Author: Helen Falconer
Genre: YA Fantasy, Paranormal, Faeries
Age Group: Young Adult
Rating: 4 stars
Purchase: Amazon
Review copy provided by the publisher in exchange for an honest review.
Some of us are born to be magic.
Aoife is an ordinary teenager, hanging out with her childhood friend Carla, putting up with school. The worst she has to contend with is that the boy of Carla’s dreams is trying to get off with her instead.
But then, after chasing a lost little girl no one seems to be able to see, Aoife starts to develop mysterious powers. Eventually her parents confess that she isn’t their real daughter. Their human child was stolen by the fairies, and Aoife is the changeling left behind in her place.

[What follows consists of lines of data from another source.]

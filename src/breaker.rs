//! Circuit breaker shared by every request against one logical endpoint.
//!
//! State machine:
//!
//! ```text
//! Closed --failure_threshold consecutive failures--> Open
//! Open   --recovery_timeout elapsed-->               HalfOpen
//! HalfOpen --half_open_success_threshold successes-> Closed
//! HalfOpen --any failure-->                          Open
//! ```
//!
//! There is no terminal state; the breaker cycles indefinitely. Every
//! transition is reported to the attached metrics sink and logged.

use crate::error::{Error, Result};
use crate::metrics::MetricsCollector;
use std::sync::Arc;
use std::time::{Duration, Instant};
use tokio::sync::Mutex;

/// Breaker position
#[derive(Debug, Clone, Copy, PartialEq, Eq, serde::Serialize, serde::Deserialize)]
pub enum CircuitState {
    Closed,
    Open,
    HalfOpen,
}

/// Thresholds governing the breaker's transitions
#[derive(Debug, Clone)]
pub struct CircuitBreakerConfig {
    /// Consecutive failures in `Closed` before tripping to `Open`
    pub failure_threshold: u32,
    /// How long `Open` rejects calls before probing via `HalfOpen`
    pub recovery_timeout: Duration,
    /// Consecutive successes in `HalfOpen` before returning to `Closed`
    pub half_open_success_threshold: u32,
}

impl Default for CircuitBreakerConfig {
    fn default() -> Self {
        Self {
            failure_threshold: 5,
            recovery_timeout: Duration::from_secs(30),
            half_open_success_threshold: 2,
        }
    }
}

#[derive(Debug)]
struct BreakerInner {
    state: CircuitState,
    failure_count: u32,
    half_open_successes: u32,
    last_failure_time: Option<Instant>,
}

/// Failure-isolation guard for one logical endpoint.
///
/// Created once and shared (`Arc`) across all concurrent requests to that
/// endpoint; all methods take `&self` and tolerate concurrent callers.
/// Reset only by an explicit [`CircuitBreaker::reset`].
pub struct CircuitBreaker {
    config: CircuitBreakerConfig,
    inner: Mutex<BreakerInner>,
    metrics: Option<Arc<MetricsCollector>>,
}

impl CircuitBreaker {
    pub fn new(config: CircuitBreakerConfig) -> Self {
        Self {
            config,
            inner: Mutex::new(BreakerInner {
                state: CircuitState::Closed,
                failure_count: 0,
                half_open_successes: 0,
                last_failure_time: None,
            }),
            metrics: None,
        }
    }

    /// Attach a metrics sink; every subsequent transition is reported to it
    pub fn with_metrics(mut self, metrics: Arc<MetricsCollector>) -> Self {
        self.metrics = Some(metrics);
        self
    }

    /// Gate a call.
    ///
    /// Fails with [`Error::CircuitOpen`] while `Open` and inside the
    /// recovery window. Once the window has elapsed the breaker moves to
    /// `HalfOpen` and the call is allowed through as a probe.
    pub async fn check_state(&self) -> Result<()> {
        let mut inner = self.inner.lock().await;
        match inner.state {
            CircuitState::Closed | CircuitState::HalfOpen => Ok(()),
            CircuitState::Open => {
                let elapsed = inner
                    .last_failure_time
                    .map(|t| t.elapsed())
                    .unwrap_or(Duration::MAX);
                if elapsed >= self.config.recovery_timeout {
                    self.transition(&mut inner, CircuitState::HalfOpen);
                    inner.half_open_successes = 0;
                    Ok(())
                } else {
                    Err(Error::circuit_open(self.config.recovery_timeout - elapsed))
                }
            }
        }
    }

    /// Record a successful call
    pub async fn record_success(&self) {
        let mut inner = self.inner.lock().await;
        match inner.state {
            // Successes while Closed are the normal case; nothing to track.
            CircuitState::Closed => {}
            CircuitState::HalfOpen => {
                inner.half_open_successes += 1;
                if inner.half_open_successes >= self.config.half_open_success_threshold {
                    self.transition(&mut inner, CircuitState::Closed);
                    inner.failure_count = 0;
                    inner.half_open_successes = 0;
                    tracing::info!("circuit breaker closed after successful half-open probes");
                }
            }
            CircuitState::Open => {}
        }
    }

    /// Record a failed call
    pub async fn record_failure(&self) {
        let mut inner = self.inner.lock().await;
        match inner.state {
            CircuitState::Closed => {
                inner.failure_count += 1;
                if inner.failure_count >= self.config.failure_threshold {
                    self.transition(&mut inner, CircuitState::Open);
                    inner.last_failure_time = Some(Instant::now());
                    tracing::error!(
                        failures = inner.failure_count,
                        "circuit breaker opened, failure threshold reached"
                    );
                }
            }
            CircuitState::HalfOpen => {
                self.transition(&mut inner, CircuitState::Open);
                inner.half_open_successes = 0;
                inner.last_failure_time = Some(Instant::now());
                tracing::error!("circuit breaker re-opened after half-open failure");
            }
            CircuitState::Open => {}
        }
    }

    /// Unconditionally force `Closed` with zero counters. Operator escape
    /// hatch, valid in any state.
    pub async fn reset(&self) {
        let mut inner = self.inner.lock().await;
        if inner.state != CircuitState::Closed {
            self.transition(&mut inner, CircuitState::Closed);
        }
        inner.failure_count = 0;
        inner.half_open_successes = 0;
        inner.last_failure_time = None;
    }

    /// Current state (diagnostics; may be stale by the time it is read)
    pub async fn state(&self) -> CircuitState {
        self.inner.lock().await.state
    }

    /// Consecutive failure count while `Closed` (diagnostics)
    pub async fn failure_count(&self) -> u32 {
        self.inner.lock().await.failure_count
    }

    fn transition(&self, inner: &mut BreakerInner, next: CircuitState) {
        let previous = inner.state;
        inner.state = next;
        tracing::debug!(?previous, ?next, "circuit breaker transition");
        if let Some(metrics) = &self.metrics {
            metrics.record_state_change(previous, next);
        }
    }
}
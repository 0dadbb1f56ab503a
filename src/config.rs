//! Configuration helpers for the Resilient Agent SDK

use std::env;

/// Default public endpoint for the Messages API
pub const DEFAULT_BASE_URL: &str = "https://api.anthropic.com/v1";

/// Get the base URL from the environment or a fallback
///
/// Priority:
/// 1. RESILIENT_AGENT_BASE_URL environment variable
/// 2. fallback parameter
/// 3. [`DEFAULT_BASE_URL`]
///
/// # Examples
///
/// ```rust,no_run
/// use resilient_agent::get_base_url;
///
/// // Read from environment, falling back to the public endpoint
/// let url = get_base_url(None);
///
/// // With an explicit fallback (e.g. a local proxy)
/// let url = get_base_url(Some("http://localhost:9000/v1"));
/// ```
pub fn get_base_url(fallback: Option<&str>) -> String {
    if let Ok(url) = env::var("RESILIENT_AGENT_BASE_URL") {
        return url;
    }

    fallback.unwrap_or(DEFAULT_BASE_URL).to_string()
}

/// Get the API key from the environment
///
/// Reads RESILIENT_AGENT_API_KEY. Returns `None` when unset so callers can
/// decide whether a missing key is an error for their deployment.
pub fn get_api_key() -> Option<String> {
    env::var("RESILIENT_AGENT_API_KEY").ok()
}

/// Get the model name from the environment or a fallback
///
/// Priority:
/// 1. RESILIENT_AGENT_MODEL environment variable
/// 2. fallback parameter
pub fn get_model(fallback: &str) -> String {
    env::var("RESILIENT_AGENT_MODEL").unwrap_or_else(|_| fallback.to_string())
}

Shocked and disorientated, Aoife turns to Shay, the taciturn farmer’s son who is the only person who might believe her story. Together, they embark on a dangerous journey, which takes them deep into the underworld and changes everything they thought they knew about fairies.
The Changeling offers compelling writing, a complex story and an engaging main character. Aoife – the nickname of Eva – is an ordinary teenager who likes texting with her BFF Carla, chatting about boys and doing all the things ordinary teens do. But when one of her friends, Sinead, invites her to the movies, en route Aoife sees a little girl hopping between the trees. She goes out to look for her, along with Carla, but the girl doesn’t show up and the others suspect it’s just in Aoife’s imagination.
But afterward, Aoife starts to develop strange powers, and when she kisses Shay, the only boy who believes her story, she discovers she can flying. After jumping / flying off the cliff, she and Shay end up in a mysterious underworld where nothing is as it seems and some of the local folklore might turn out to be real after all.
Aoife was an engaging character. I liked her fun friendship with Carla. They’re obvious best friends and I feared Carla might dump Aoife after she saw a girl no one else saw, but Carla remained a good friend. Aoife was a bit stubborn at first though, and a little slow. I wondered how many more signs she wanted that she had special powers. The pacing picked up once they entered the underworld. Her personality became more developed, she grew stronger and overall more likeable.
I loved Shay from the start and I only started loving him more as the book developed. He’s a genuine good guy, and I liked how there was no love triangle for once, like you see so many times in YA books. The romance between Aoife and Shay seemed just as geuine as either one of them was on their own. Genuine good people who deserve a relationship filled with love and care.
What I enjoyed the most were the little details: the Irish folklore, the setting, the dialect. This made the book sounds all the more real and made it all the easier to connect to Aoife and the other characters.
I read a very early version of this a couple of years ago and I’m so glad it’s finally been published. I’m excited to read the finished version of it as I’ve head it’s great and judging by your review, I will love it! So glad you enjoyed it, lovely review!